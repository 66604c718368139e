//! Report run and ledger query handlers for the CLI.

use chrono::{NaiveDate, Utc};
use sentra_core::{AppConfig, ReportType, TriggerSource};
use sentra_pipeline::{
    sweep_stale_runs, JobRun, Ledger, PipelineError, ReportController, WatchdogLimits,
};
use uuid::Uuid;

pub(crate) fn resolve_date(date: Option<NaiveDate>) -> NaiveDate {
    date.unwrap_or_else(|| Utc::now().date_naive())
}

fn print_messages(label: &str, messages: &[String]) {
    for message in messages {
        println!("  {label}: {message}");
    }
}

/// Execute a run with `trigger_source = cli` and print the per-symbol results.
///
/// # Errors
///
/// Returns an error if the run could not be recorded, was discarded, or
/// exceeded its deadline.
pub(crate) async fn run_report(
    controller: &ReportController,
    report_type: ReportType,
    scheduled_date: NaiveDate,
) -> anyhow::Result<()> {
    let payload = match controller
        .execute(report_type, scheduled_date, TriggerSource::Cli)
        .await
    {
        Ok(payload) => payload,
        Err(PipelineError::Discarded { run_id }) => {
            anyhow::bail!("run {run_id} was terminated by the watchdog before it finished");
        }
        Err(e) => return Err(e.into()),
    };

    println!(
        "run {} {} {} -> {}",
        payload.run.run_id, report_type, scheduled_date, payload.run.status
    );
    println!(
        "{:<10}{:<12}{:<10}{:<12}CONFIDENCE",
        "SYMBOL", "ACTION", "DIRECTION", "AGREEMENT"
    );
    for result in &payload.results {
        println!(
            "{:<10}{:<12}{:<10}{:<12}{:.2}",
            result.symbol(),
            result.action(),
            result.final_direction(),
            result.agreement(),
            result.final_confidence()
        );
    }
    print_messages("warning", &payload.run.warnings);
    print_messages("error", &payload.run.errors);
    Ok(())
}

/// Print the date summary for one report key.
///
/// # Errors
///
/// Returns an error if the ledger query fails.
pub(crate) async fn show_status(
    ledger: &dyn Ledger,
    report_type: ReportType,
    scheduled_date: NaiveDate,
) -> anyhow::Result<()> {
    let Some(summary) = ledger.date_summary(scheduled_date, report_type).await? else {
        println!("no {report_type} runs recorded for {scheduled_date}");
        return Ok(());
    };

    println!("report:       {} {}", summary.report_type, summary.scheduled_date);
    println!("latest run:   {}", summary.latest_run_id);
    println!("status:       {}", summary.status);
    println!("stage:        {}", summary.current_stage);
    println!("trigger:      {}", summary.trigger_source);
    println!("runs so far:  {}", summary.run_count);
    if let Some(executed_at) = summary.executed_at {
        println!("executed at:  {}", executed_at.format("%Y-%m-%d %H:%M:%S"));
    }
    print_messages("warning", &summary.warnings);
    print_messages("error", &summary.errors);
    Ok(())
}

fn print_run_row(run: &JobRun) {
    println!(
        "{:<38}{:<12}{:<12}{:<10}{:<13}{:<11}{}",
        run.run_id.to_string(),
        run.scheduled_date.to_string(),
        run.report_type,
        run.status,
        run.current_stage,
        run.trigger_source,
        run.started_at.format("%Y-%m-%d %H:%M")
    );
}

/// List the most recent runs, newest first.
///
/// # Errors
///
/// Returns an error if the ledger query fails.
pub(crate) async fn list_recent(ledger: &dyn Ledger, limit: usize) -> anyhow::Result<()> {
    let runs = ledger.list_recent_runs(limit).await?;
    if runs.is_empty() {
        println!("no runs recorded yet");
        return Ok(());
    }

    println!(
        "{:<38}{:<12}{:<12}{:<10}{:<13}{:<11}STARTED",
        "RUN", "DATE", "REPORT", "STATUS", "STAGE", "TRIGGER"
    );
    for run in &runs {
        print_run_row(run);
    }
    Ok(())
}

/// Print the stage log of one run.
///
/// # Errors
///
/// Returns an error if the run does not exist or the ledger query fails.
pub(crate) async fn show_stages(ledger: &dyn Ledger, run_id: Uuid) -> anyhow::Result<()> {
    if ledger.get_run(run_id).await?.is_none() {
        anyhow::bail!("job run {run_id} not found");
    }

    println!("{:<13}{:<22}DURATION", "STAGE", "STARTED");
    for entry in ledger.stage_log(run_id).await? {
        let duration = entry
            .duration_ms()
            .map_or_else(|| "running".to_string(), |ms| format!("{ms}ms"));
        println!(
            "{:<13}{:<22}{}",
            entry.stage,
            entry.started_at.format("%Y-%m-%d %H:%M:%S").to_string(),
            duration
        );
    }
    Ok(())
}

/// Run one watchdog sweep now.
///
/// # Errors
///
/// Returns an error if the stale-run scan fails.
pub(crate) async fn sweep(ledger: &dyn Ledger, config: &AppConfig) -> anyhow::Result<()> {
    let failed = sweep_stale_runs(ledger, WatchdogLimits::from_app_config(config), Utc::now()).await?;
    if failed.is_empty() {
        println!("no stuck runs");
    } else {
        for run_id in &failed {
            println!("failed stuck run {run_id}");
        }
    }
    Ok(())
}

== == ==

● Task prompt: Every line above that holds the string "JobRun" should be returned.

● Task response:
    sweep_stale_runs, JobRun, Ledger, PipelineError, ReportController, WatchdogLimits,
fn print_run_row(run: &JobRun) {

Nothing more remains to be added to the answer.